8. De rechtbank ziet gelet op de tekst van artikel 17 van het Dagloonbesluit geen ruimte voor de uitleg van eiseres over de wijze waarop het Uwv volgens haar het WIA-dagloon in dit geval zou moeten berekenen.
9. Als de werknemer in een aangiftetijdvak in de referteperiode door verlof of ziekte minder loon heeft gekregen, moet het Uwv bij de berekening van het WIA-dagloon op grond van artikel 17, tweede lid, van het Dagloonbesluit voor dat aangiftetijdvak het loon in aanmerking nemen over het aangiftetijdvak direct na afloop van de aangifteperiode waarin de werknemer minder loon heeft gekregen.
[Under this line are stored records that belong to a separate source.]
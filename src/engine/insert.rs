use super::batch::{self, StepCounter};
use super::lock::OptimisticLockManager;
use crate::config::PersisterConfig;
use crate::connection::{ConnectionProvider, PreparedOperation};
use crate::core::{DbError, Result};
use crate::mapping::{EntityMapping, IdentifierPolicy, WritePayload};
use crate::sql::{InsertOperation, Operation};
use log::debug;
use std::sync::Arc;

/// Batched insert of entities into one table.
pub struct InsertExecutor<C> {
    mapping: Arc<EntityMapping<C>>,
    provider: Arc<dyn ConnectionProvider>,
    config: PersisterConfig,
    lock: Arc<OptimisticLockManager<C>>,
}

impl<C: std::fmt::Debug> InsertExecutor<C> {
    pub fn new(
        mapping: Arc<EntityMapping<C>>,
        provider: Arc<dyn ConnectionProvider>,
        config: PersisterConfig,
        lock: Arc<OptimisticLockManager<C>>,
    ) -> Self {
        Self {
            mapping,
            provider,
            config,
            lock,
        }
    }

    /// Mapped insert columns followed by the version column.
    pub fn columns(&self) -> Vec<String> {
        let mut columns = self.mapping.insert_columns();
        if let Some(version) = self.lock.version_column() {
            columns.push(version.to_string());
        }
        columns
    }

    pub fn operation(&self) -> Operation {
        Operation::Insert(InsertOperation {
            table: self.mapping.table().to_string(),
            columns: self.columns(),
            generated: self.mapping.generated_column(),
        })
    }

    /// Inserts `entities` in input order, flushing every `batch_size` rows.
    ///
    /// A failing entity aborts the call; windows flushed before it stay written.
    pub async fn execute(&self, entities: &mut [&mut C]) -> Result<u64> {
        if entities.is_empty() {
            return Ok(0);
        }

        let columns = self.columns();
        let conn = self.provider.connection().await?;
        let mut stmt = conn.prepare(&self.operation())?;
        let mut counter = StepCounter::new(self.config.batch_size);
        let mut window_start = 0;
        let mut total = 0;

        for idx in 0..entities.len() {
            let payload = self.payload(&mut *entities[idx])?;
            batch::add_batch(stmt.as_mut(), payload.bindings_for(&columns, &[]))?;

            if counter.tick() {
                total += self
                    .flush(stmt.as_mut(), &mut entities[window_start..=idx])
                    .await?;
                window_start = idx + 1;
            }
        }
        if window_start < entities.len() {
            total += self
                .flush(stmt.as_mut(), &mut entities[window_start..])
                .await?;
        }
        Ok(total)
    }

    fn payload(&self, entity: &mut C) -> Result<WritePayload> {
        if let IdentifierPolicy::BeforeInsert { generator, setter } = self.mapping.id_policy() {
            if self.mapping.identifier(entity).is_unset() {
                setter(entity, generator());
            }
        }

        let mut payload = self.mapping.insert_payload(entity)?;
        if let Some(column) = payload.null_violation(|col| self.mapping.is_required(col)) {
            return Err(DbError::Binding {
                column: column.to_string(),
                entity: format!("{:?}", entity),
            });
        }
        self.lock.manage_insert(entity, &mut payload)?;
        Ok(payload)
    }

    async fn flush(&self, stmt: &mut dyn PreparedOperation, window: &mut [&mut C]) -> Result<u64> {
        let expected = stmt.pending() as u64;
        let counts = batch::execute_batch(stmt).await?;
        batch::verify_row_count(expected, &counts, stmt.sql(), self.config.row_count_check)?;

        if let IdentifierPolicy::Generated { setter } = self.mapping.id_policy() {
            let keys = stmt.take_generated_keys();
            if keys.len() != window.len() {
                return Err(DbError::ExecutionError(format!(
                    "'{}' generated {} key(s) for {} row(s)",
                    stmt.sql(),
                    keys.len(),
                    window.len()
                )));
            }
            for (entity, key) in window.iter_mut().zip(keys) {
                setter(&mut **entity, key);
            }
        }

        debug!(
            "Flushed {} insert(s) into '{}'",
            window.len(),
            self.mapping.table()
        );
        Ok(counts.iter().sum())
    }
}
Partijen zijn het er – zoals reeds vermeld onder 6 – over eens dat dit de periode 11-2016 is. In het vierde lid van artikel 17 van het Dagloonbesluit is wel een uitzondering opgenomen voor het geval dit leidt tot een lager dagloon. In dat geval moet het Uwv bij het berekenen van het WIA-dagloon artikel 17 van het Dagloonbesluit buiten toepassing laten. Toepassing van artikel 17 van het Dagloonbesluit mag dus niet leiden tot een ongunstig resultaat voor de werknemer. In het Dagloonbesluit is geen bepaling opgenomen dat artikel 17 van het Dagloonbesluit buiten toepassing moet blijven als dit leidt tot een extra gunstig resultaat voor de werknemer en daarmee tot een ongunstig resultaat voor de eigenrisicodrager. De uitspraak waarnaar eiseres verwijst gaat ook over een geval waarbij sprake was een verlagend effect op het maandmanloon van de betrokken werknemer. Dat is zoals gezegd hier niet aan de orde.
Wat is de conclusie
10. De conclusie van het voorgaande is dat het Uwv naar het oordeel van de rechtbank het WIA-dagloon en daarmee ook het arbeidsongeschiktheidspercentage van de werknemer juist heeft vastgesteld. Het beroep is ongegrond en het bestreden besluit blijft in stand.
11. Voor een proceskostenveroordeling bestaat geen aanleiding.

Beslissing

De rechtbank verklaart het beroep ongegrond.
Deze uitspraak is gedaan door mr. E.M. van der Linde, rechter, in aanwezigheid van
mr. I.C. de Zeeuw-'t Lam, griffier. De beslissing is uitgesproken op 10 december 2020 en zal openbaar worden gemaakt door publicatie op rechtspraak.nl.
griffier rechter
Afschrift verzonden aan partijen op:

Rechtsmiddel

Tegen deze uitspraak kan binnen zes weken na de dag van verzending daarvan hoger beroep worden ingesteld bij de Centrale Raad van Beroep.

Voetnoten

1.Artikel 17, tweede lid, van het Dagloonbesluit.